While many Western hunters are getting cabin fever after the hunting seasons close, DJ Rankosky of Kalispell, Montana is putting out scouting cameras in his hunting areas.
Scouting cameras have been widely adopted by Midwest Whitetail hunters, but see limited use in the West in the vast tracts of public land. When I asked DJ how and why he got started he replied:
“I hunted this brushy country since I was 12. Spent lots of time scouting, out hiking, all that. Two kids come along and that changes a guy’s priorites. They are the most important thing in my life, along with my wife of course. So I started thinking I needed something to help me scout.”
DJ’s early experiments with Game cameras were a learning experience. He finally began building his own “homebrew” cameras.
“My friend bought a Leaf River cam, we played around with it, got some pics, but it was just so slow on the trigger, and bulky. Started surfing the internet, found some homebrew websites and got hooked. I have built about 25-30 cams, I run about 13-15 during the spring and summer. It is so fun to see what is there when I am not. ”
Where DJ hunts is thick and brushy and that part of the state is not as conducive to long range glassing as other more open parts of the West.
“Northwest Montana is tough to scout anyway, you can see the sign, but just don’t see the game like in other parts of the state and country, you can be 20 yards away from an elk, and not see it! Even glassing, you get a glimpse of game but never a good look before it’s into the next patch of alder. ”

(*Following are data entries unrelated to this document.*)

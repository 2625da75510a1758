//! Built-in content tables: the word bank for cipher questions and the shape
//! palette for visual patterns. Guarantees generation works with no external data.

use crate::patterns::visual::{Fill, ShapeKind};

/// Common 4–6 letter words, grouped by length.
pub const CIPHER_WORDS: &[&str] = &[
  // 4 letters
  "WORD", "MATH", "BOOK", "FISH", "BIRD", "TREE", "HAND", "FACE", "DOOR", "LAKE",
  "FIRE", "WIND", "RAIN", "SNOW", "STAR", "MOON", "GOLD", "PINK", "BLUE", "GRAY",
  "KING", "JUMP", "WALK", "TALK", "PLAY", "READ", "SING", "DRAW", "SWIM", "RIDE",
  "CAMP", "HELP", "LIFT", "PUSH", "PULL", "KICK", "WAVE", "CLAP", "SPIN", "FLIP",
  "BEAR", "DUCK", "FROG", "GOAT", "LION", "WOLF", "DEER", "SEAL", "CRAB", "MOTH",
  // 5 letters
  "HOUSE", "SMART", "BRAIN", "DANCE", "MUSIC", "LIGHT", "NIGHT", "DREAM", "PEACE",
  "EARTH", "WATER", "PLANT", "FRUIT", "BREAD", "CHAIR", "TABLE", "CLOCK", "PHONE",
  "SMILE", "LAUGH", "THINK", "LEARN", "TEACH", "WRITE", "SPEAK", "SLEEP", "CLIMB",
  "HORSE", "SHEEP", "SNAKE", "WHALE", "TIGER", "ZEBRA", "PANDA", "CAMEL", "MOUSE",
  "CLOUD", "STORM", "FROST", "BEACH", "RIVER", "OCEAN", "MOUNT", "FIELD", "GRASS",
  // 6 letters
  "TARGET", "FRIEND", "SCHOOL", "FAMILY", "GARDEN", "ANIMAL", "BRIDGE", "CASTLE",
  "FLOWER", "MONKEY", "RABBIT", "DRAGON", "PLANET", "SUMMER", "WINTER", "SPRING",
  "AUTUMN", "ORANGE", "PURPLE", "YELLOW", "SILVER", "GOLDEN", "BRIGHT", "SISTER",
  "PARENT", "MARKET", "ISLAND", "FOREST", "DESERT", "JUNGLE", "STREAM",
];

/// Shapes whose rotation is visible in a drawing.
pub const ROTATABLE_SHAPES: &[ShapeKind] =
  &[ShapeKind::Triangle, ShapeKind::Square, ShapeKind::Pentagon, ShapeKind::Star];

/// Shapes used for size sequences.
pub const SCALABLE_SHAPES: &[ShapeKind] =
  &[ShapeKind::Circle, ShapeKind::Square, ShapeKind::Triangle, ShapeKind::Hexagon];

/// A and C shapes for analogies; the first entry (circle) cannot show a turn.
pub const ANALOGY_FIRST_SHAPES: &[ShapeKind] = &[ShapeKind::Circle, ShapeKind::Square, ShapeKind::Triangle];
pub const ANALOGY_SECOND_SHAPES: &[ShapeKind] = &[ShapeKind::Pentagon, ShapeKind::Hexagon, ShapeKind::Star];

/// Ordered polygon catalog for shape-progression sequences (one more side each).
pub const POLYGON_CATALOG: &[ShapeKind] = &[
  ShapeKind::Triangle,
  ShapeKind::Square,
  ShapeKind::Pentagon,
  ShapeKind::Hexagon,
  ShapeKind::Heptagon,
  ShapeKind::Octagon,
];

/// Fills a generator may draw; grey is reserved for wrong-fill distractors.
pub const PALETTE: &[Fill] = &[Fill::Blue, Fill::Red, Fill::Green, Fill::Amber, Fill::Purple, Fill::Pink];

#[cfg(test)]
mod tests {
  use super::*;

  #[test]
  fn word_bank_is_uppercase_and_has_partners() {
    for w in CIPHER_WORDS {
      assert!(w.chars().all(|c| c.is_ascii_uppercase()), "{w}");
      assert!(
        CIPHER_WORDS.iter().any(|o| o != w && o.len() == w.len()),
        "{w} has no same-length partner"
      );
    }
  }

  #[test]
  fn palette_excludes_grey() {
    assert!(!PALETTE.contains(&Fill::Grey));
  }
}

DJ has captured some unbelievable pictures from his cameras. Some of the most memorable have been of the predators that share his hunting area.
In November of 2007 he found a mule deer carcass and set up a camera, hoping to catch pictures of scavengers such as coyotes. When he downloaded the pictures he was surprised to find these BIG toothy buggers in his hunting area:
He even kept tabs on them when spring rolled around. He set up a camera on a logging deck where the grass came early (Probably to catch Deer and Elk). The family unit of Grizzlies was back.
Over the next few weeks, I’ll give you folks a taste of DJ’s remote scouting. Perhaps it will encourage folks to get out into their hunting areas and see what’s happening when they are not there….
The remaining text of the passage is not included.